## Task item:
Exactly as written, copy the lines of the data below from the first through the one containing "pub mod config;".

(Records from a dataset)
=== Section Start ===

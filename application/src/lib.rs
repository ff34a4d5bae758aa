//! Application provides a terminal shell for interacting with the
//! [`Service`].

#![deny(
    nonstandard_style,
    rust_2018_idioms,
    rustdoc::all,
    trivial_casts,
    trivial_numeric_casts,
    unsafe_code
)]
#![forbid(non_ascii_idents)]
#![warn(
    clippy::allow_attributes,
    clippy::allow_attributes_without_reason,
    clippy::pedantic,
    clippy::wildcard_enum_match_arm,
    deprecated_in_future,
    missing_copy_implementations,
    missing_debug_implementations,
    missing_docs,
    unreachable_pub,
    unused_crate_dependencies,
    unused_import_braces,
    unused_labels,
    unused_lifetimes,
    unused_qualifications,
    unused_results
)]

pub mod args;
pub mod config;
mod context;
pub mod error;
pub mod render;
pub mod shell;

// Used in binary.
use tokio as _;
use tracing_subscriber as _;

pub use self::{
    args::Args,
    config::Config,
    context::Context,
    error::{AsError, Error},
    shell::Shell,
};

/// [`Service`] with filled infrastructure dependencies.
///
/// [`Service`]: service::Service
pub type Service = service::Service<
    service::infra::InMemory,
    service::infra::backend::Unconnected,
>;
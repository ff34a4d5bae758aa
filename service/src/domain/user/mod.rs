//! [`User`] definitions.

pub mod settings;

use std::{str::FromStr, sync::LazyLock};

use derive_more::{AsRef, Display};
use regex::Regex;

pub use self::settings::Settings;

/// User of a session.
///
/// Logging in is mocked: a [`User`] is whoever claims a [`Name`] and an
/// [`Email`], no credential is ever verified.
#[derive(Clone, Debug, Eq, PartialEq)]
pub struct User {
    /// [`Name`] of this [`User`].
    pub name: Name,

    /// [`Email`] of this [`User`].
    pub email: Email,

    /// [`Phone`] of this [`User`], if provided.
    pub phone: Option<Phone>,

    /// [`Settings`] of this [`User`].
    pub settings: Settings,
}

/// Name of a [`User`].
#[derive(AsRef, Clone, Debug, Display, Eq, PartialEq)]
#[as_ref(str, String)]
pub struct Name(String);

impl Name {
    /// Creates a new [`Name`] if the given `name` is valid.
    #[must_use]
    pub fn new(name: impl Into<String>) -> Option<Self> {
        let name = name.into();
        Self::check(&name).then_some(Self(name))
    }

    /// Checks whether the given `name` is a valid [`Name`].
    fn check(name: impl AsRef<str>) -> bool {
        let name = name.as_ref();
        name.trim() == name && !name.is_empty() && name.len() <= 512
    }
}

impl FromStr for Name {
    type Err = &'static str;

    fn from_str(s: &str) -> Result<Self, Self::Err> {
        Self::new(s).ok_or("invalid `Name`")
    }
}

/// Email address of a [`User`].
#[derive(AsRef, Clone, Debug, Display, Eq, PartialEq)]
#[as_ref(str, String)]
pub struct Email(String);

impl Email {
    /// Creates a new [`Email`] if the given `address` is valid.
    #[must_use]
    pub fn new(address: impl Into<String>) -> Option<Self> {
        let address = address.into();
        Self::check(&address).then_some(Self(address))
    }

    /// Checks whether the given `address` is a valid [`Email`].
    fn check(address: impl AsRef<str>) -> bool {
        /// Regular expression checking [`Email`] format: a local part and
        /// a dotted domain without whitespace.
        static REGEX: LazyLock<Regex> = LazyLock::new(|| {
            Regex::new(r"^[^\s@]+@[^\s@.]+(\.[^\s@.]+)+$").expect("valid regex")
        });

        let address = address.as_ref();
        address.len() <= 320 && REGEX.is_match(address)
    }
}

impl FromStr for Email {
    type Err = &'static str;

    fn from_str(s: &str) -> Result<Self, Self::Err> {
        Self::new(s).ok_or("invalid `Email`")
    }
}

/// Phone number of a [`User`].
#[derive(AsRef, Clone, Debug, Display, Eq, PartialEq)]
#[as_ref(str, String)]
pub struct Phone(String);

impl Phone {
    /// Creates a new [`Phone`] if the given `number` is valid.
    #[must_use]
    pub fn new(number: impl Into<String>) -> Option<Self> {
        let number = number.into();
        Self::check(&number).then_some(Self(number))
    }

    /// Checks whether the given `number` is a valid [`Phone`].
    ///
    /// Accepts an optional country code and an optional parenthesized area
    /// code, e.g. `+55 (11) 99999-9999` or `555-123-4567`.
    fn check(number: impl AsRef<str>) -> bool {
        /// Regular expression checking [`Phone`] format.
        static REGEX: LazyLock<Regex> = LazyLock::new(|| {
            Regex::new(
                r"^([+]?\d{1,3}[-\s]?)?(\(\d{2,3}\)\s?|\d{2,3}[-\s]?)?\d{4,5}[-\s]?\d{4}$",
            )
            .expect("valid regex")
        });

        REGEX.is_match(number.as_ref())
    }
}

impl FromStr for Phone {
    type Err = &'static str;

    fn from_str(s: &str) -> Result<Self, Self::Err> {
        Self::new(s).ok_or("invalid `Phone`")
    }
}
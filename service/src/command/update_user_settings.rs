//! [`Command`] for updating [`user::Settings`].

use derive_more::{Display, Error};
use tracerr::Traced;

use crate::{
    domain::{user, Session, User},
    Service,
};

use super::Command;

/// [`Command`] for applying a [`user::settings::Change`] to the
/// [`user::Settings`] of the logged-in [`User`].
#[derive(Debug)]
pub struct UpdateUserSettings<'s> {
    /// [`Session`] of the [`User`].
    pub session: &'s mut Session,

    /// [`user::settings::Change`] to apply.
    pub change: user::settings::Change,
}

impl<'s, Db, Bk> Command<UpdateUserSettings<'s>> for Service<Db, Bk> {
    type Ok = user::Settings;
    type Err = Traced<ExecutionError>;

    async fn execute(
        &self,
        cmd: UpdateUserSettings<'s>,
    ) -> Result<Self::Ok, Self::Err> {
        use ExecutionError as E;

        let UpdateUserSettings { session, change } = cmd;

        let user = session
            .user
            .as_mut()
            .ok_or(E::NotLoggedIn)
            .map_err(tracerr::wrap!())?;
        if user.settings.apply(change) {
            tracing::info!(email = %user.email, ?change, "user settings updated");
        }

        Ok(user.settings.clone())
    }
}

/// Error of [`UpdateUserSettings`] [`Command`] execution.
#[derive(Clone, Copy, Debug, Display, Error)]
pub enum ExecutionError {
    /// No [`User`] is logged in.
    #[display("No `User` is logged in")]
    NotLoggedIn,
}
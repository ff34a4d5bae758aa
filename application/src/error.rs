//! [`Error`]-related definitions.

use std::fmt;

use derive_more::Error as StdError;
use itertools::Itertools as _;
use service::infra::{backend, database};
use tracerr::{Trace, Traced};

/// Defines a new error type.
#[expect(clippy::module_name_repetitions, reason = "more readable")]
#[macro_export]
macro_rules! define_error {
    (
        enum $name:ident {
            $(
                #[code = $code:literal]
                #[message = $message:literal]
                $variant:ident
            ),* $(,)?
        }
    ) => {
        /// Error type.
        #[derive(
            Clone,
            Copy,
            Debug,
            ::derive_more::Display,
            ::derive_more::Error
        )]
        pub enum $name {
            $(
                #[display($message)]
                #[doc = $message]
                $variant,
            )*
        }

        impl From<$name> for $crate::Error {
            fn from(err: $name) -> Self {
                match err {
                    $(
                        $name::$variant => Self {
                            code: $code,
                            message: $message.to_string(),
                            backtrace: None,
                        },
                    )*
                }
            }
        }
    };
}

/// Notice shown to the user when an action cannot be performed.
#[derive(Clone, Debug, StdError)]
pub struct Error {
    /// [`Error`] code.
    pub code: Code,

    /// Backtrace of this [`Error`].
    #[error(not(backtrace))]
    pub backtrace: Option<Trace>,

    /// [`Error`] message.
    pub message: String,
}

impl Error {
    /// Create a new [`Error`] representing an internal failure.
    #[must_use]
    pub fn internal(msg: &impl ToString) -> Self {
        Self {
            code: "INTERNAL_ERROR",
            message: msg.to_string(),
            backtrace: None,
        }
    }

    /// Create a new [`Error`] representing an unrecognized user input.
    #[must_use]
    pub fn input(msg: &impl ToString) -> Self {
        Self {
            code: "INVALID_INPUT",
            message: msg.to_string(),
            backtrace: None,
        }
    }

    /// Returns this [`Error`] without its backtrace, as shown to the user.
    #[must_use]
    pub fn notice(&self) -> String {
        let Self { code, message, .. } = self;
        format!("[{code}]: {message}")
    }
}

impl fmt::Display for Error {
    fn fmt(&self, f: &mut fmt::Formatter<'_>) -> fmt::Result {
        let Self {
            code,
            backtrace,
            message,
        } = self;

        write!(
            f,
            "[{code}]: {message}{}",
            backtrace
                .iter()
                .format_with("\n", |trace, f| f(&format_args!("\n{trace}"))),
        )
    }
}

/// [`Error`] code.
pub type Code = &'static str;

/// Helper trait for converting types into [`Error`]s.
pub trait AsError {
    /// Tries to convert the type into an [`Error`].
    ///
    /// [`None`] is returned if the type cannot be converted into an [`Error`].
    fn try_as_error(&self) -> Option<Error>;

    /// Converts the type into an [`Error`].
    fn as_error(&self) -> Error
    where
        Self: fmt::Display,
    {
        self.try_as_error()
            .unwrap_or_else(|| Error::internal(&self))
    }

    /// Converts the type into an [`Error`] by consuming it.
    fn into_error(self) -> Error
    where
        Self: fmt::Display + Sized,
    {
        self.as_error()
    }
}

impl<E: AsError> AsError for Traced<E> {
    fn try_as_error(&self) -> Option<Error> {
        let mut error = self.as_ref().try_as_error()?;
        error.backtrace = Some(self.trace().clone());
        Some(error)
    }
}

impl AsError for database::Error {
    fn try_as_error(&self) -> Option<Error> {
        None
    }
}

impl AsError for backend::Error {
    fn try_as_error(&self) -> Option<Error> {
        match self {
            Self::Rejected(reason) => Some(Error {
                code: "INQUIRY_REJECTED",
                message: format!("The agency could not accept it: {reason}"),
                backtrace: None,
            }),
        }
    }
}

=== Section End ===

## Answer to this task:
filename application/src/lib.rs
repository ff34a4d5bae758aa
//! Application provides a terminal shell for interacting with the
//! [`Service`].

#![deny(
    nonstandard_style,
    rust_2018_idioms,
    rustdoc::all,
    trivial_casts,
    trivial_numeric_casts,
    unsafe_code
)]
#![forbid(non_ascii_idents)]
#![warn(
    clippy::allow_attributes,
    clippy::allow_attributes_without_reason,
    clippy::pedantic,
    clippy::wildcard_enum_match_arm,
    deprecated_in_future,
    missing_copy_implementations,
    missing_debug_implementations,
    missing_docs,
    unreachable_pub,
    unused_crate_dependencies,
    unused_import_braces,
    unused_labels,
    unused_lifetimes,
    unused_qualifications,
    unused_results
)]

pub mod args;
pub mod config;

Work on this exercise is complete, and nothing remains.